Neuromechanical Control and Passive Interaction Leads to Collisional Diffraction of a Sand Snake

Snakes coordinate the interaction of their flexible trunks with heterogeneity to generate propulsion. We hypothesized the snake C. occipitalis controls for its stereotyped travelling wave of body bending, specialized for movement on the sand substrate of their desert habitat [Schiebel et al SICB 2016], by targeting a pattern of muscle activation.
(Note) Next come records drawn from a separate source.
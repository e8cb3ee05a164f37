//! # Validation Module
//!
//! Input validation for the two sale creation paths.
//!
//! ## Validation Strategy
//! ```text
//! ┌─────────────────────────────────────────────────────────────────────────┐
//! │                      Validation Layers                                  │
//! │                                                                         │
//! │  Layer 1: HTTP extractor (apps/api)                                    │
//! │  ├── Type validation (JSON deserialization)                            │
//! │  └── Bearer token → RequestContext                                     │
//! │           │                                                             │
//! │           ▼                                                             │
//! │  Layer 2: Coordinator (apps/api services)                              │
//! │  └── THIS MODULE: shape and range rules, before any transaction        │
//! │           │                                                             │
//! │           ▼                                                             │
//! │  Layer 3: Database (SQLite)                                            │
//! │  ├── CHECK (qty > 0, subtotal = qty * price_at_purchase)               │
//! │  ├── UNIQUE (invoice_number)                                           │
//! │  └── Foreign key constraints                                           │
//! └─────────────────────────────────────────────────────────────────────────┘
//! ```
//!
//! ## Usage
//! ```rust
//! use niaga_core::validation::{validate_quantity, validate_customer_name};
//!
//! validate_quantity(2).unwrap();
//! assert_eq!(validate_customer_name("  Budi ").unwrap(), "Budi");
//! ```

use crate::error::ValidationError;
use crate::{MAX_DESCRIPTION_LEN, MAX_HEADER_FIELD_LEN, MAX_INVOICE_NUMBER_LEN};

/// Result type for validation operations.
pub type ValidationResult<T> = Result<T, ValidationError>;

// =============================================================================
// Numeric Validators
// =============================================================================

/// Validates a line item quantity.
///
/// ## Rules
/// - Must be positive (> 0)
pub fn validate_quantity(qty: i64) -> ValidationResult<()> {
    if qty <= 0 {
        return Err(ValidationError::MustBePositive {
            field: "qty".to_string(),
        });
    }

    Ok(())
}

/// Validates a unit price in the smallest currency unit.
///
/// ## Rules
/// - Must be non-negative (>= 0)
/// - Zero is allowed (complimentary items on a manual invoice)
pub fn validate_price(amount: i64) -> ValidationResult<()> {
    if amount < 0 {
        return Err(ValidationError::MustNotBeNegative {
            field: "price".to_string(),
        });
    }

    Ok(())
}

/// Validates a product reference.
pub fn validate_product_id(product_id: i64) -> ValidationResult<()> {
    if product_id <= 0 {
        return Err(ValidationError::MustBePositive {
            field: "productId".to_string(),
        });
    }

    Ok(())
}

// =============================================================================
// String Validators
// =============================================================================

/// Validates the customer name of a manual invoice.
///
/// ## Returns
/// The trimmed name.
pub fn validate_customer_name(name: &str) -> ValidationResult<String> {
    let name = name.trim();

    if name.is_empty() {
        return Err(ValidationError::Required {
            field: "customer_name".to_string(),
        });
    }

    check_len("customer_name", name, MAX_HEADER_FIELD_LEN)?;
    Ok(name.to_string())
}

/// Normalizes an optional free-text header field.
///
/// Blank values collapse to `None`, anything else is trimmed.
///
/// ## Example
/// ```rust
/// use niaga_core::validation::normalize_optional_text;
///
/// assert_eq!(normalize_optional_text("customer_phone", Some("   "), 255).unwrap(), None);
/// assert_eq!(
///     normalize_optional_text("customer_phone", Some(" 0812 "), 255).unwrap(),
///     Some("0812".to_string())
/// );
/// ```
pub fn normalize_optional_text(
    field: &str,
    value: Option<&str>,
    max: usize,
) -> ValidationResult<Option<String>> {
    match value.map(str::trim) {
        None | Some("") => Ok(None),
        Some(v) => {
            check_len(field, v, max)?;
            Ok(Some(v.to_string()))
        }
    }
}

/// Shorthand for header fields limited to [`MAX_HEADER_FIELD_LEN`].
pub fn normalize_header_field(field: &str, value: Option<&str>) -> ValidationResult<Option<String>> {
    normalize_optional_text(field, value, MAX_HEADER_FIELD_LEN)
}

/// Shorthand for the manual invoice description.
pub fn normalize_description(value: Option<&str>) -> ValidationResult<Option<String>> {
    normalize_optional_text("description", value, MAX_DESCRIPTION_LEN)
}

/// Validates an admin-supplied invoice number.
///
/// ## Returns
/// - `Ok(None)` when the value is absent or blank (auto-generate)
/// - `Ok(Some(trimmed))` otherwise
pub fn validate_invoice_number(value: Option<&str>) -> ValidationResult<Option<String>> {
    normalize_optional_text("invoice_number", value, MAX_INVOICE_NUMBER_LEN)
}

fn check_len(field: &str, value: &str, max: usize) -> ValidationResult<()> {
    if value.chars().count() > max {
        return Err(ValidationError::TooLong {
            field: field.to_string(),
            max,
        });
    }
    Ok(())
}

// =============================================================================
// UUID Validators
// =============================================================================

/// Validates a sale's external identifier.
///
/// ## Example
/// ```rust
/// use niaga_core::validation::validate_uuid;
///
/// assert!(validate_uuid("550e8400-e29b-41d4-a716-446655440000").is_ok());
/// assert!(validate_uuid("not-a-uuid").is_err());
/// ```
pub fn validate_uuid(id: &str) -> ValidationResult<()> {
    if id.trim().is_empty() {
        return Err(ValidationError::Required {
            field: "id".to_string(),
        });
    }

    uuid::Uuid::parse_str(id).map_err(|_| ValidationError::InvalidFormat {
        field: "id".to_string(),
        reason: "must be a valid UUID".to_string(),
    })?;

    Ok(())
}

// =============================================================================
// Unit Tests
// =============================================================================

#[cfg(test)]
mod tests {
    use super::*;

    #[test]
    fn test_validate_quantity() {
        assert!(validate_quantity(1).is_ok());
        assert!(validate_quantity(1_000).is_ok());

        assert!(validate_quantity(0).is_err());
        assert!(validate_quantity(-3).is_err());
    }

    #[test]
    fn test_validate_price() {
        assert!(validate_price(0).is_ok());
        assert!(validate_price(40_000).is_ok());
        assert!(matches!(
            validate_price(-1),
            Err(ValidationError::MustNotBeNegative { .. })
        ));
    }

    #[test]
    fn test_validate_customer_name() {
        assert_eq!(validate_customer_name("Budi").unwrap(), "Budi");
        assert!(matches!(
            validate_customer_name("   "),
            Err(ValidationError::Required { .. })
        ));
        assert!(validate_customer_name(&"B".repeat(300)).is_err());
    }

    #[test]
    fn test_validate_invoice_number() {
        assert_eq!(validate_invoice_number(None).unwrap(), None);
        assert_eq!(validate_invoice_number(Some("  ")).unwrap(), None);
        assert_eq!(
            validate_invoice_number(Some(" INV-001 ")).unwrap(),
            Some("INV-001".to_string())
        );
        assert!(matches!(
            validate_invoice_number(Some(&"9".repeat(101))),
            Err(ValidationError::TooLong { max: 100, .. })
        ));
    }

    #[test]
    fn test_normalize_description() {
        assert_eq!(normalize_description(Some("")).unwrap(), None);
        assert!(normalize_description(Some(&"x".repeat(2001))).is_err());
    }

    #[test]
    fn test_validate_uuid() {
        assert!(validate_uuid("550e8400-e29b-41d4-a716-446655440000").is_ok());
        assert!(validate_uuid("").is_err());
        assert!(validate_uuid("123").is_err());
    }
}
We found C. occipitalis traversing a model multi-component terrain—a spatially uniform sand-mimic substrate and a single row of rigid posts perpendicular to the snakes’ initial trajectory—was re-oriented by the array into preferred directions of either ~0° (continuing straight) or ±21±9°. Since the shape changes of the snake were small during interaction, we posited that the motor program was largely preserved upon contact. We developed a model with a similar travelling wave. Following insights by Astley et al [SICB 2016] based on muscle activation patterns measured by Jayne [1988], we assumed external forces on the body were resisted only where active muscles would be lengthened. Thus posts were accommodated by changing curvature so that active muscles would shorten further, mimicking shape changes due to external forces. The model captured the collisional diffraction pattern, suggesting scattering is a result of passive dynamics.